> **What to do**: From the records below, find each line with the string "pool" and copy it.

> **Data provided**:
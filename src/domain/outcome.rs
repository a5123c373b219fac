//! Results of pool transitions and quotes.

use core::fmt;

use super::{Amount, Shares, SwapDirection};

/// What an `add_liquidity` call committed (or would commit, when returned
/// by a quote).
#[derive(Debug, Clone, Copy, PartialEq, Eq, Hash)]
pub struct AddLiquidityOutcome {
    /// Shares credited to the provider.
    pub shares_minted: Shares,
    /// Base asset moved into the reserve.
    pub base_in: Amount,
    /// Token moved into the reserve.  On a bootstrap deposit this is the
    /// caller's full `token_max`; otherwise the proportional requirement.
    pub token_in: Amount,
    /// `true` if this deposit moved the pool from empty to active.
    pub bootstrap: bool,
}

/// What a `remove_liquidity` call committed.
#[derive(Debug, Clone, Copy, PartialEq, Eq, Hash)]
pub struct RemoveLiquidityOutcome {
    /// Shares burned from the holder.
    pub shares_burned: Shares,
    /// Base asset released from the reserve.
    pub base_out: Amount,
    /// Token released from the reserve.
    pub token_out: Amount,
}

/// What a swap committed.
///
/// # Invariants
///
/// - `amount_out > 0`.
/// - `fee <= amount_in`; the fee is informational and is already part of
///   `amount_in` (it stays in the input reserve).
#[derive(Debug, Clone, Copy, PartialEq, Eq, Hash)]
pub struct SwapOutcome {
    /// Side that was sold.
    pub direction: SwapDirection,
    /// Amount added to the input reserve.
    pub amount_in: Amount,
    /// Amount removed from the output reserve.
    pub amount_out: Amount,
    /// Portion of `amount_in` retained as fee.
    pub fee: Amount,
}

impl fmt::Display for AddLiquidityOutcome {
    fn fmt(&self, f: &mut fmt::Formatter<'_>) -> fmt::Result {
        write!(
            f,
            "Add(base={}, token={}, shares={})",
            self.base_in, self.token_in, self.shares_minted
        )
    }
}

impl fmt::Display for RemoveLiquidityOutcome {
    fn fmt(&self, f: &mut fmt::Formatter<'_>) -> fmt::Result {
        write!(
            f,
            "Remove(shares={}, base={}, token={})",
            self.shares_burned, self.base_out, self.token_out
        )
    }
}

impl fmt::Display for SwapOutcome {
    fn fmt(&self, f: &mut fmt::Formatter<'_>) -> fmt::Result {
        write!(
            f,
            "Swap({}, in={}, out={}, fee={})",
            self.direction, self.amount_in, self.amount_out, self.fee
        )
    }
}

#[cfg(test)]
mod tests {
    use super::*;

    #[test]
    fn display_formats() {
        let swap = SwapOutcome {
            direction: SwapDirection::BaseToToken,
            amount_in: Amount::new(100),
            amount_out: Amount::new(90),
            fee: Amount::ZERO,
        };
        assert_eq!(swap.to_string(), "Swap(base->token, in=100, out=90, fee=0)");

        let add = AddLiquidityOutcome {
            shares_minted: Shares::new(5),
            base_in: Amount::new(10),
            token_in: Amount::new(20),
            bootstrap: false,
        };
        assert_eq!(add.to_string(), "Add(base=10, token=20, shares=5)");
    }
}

> **The answer**:
//! Results of pool transitions and quotes.
    /// `true` if this deposit moved the pool from empty to active.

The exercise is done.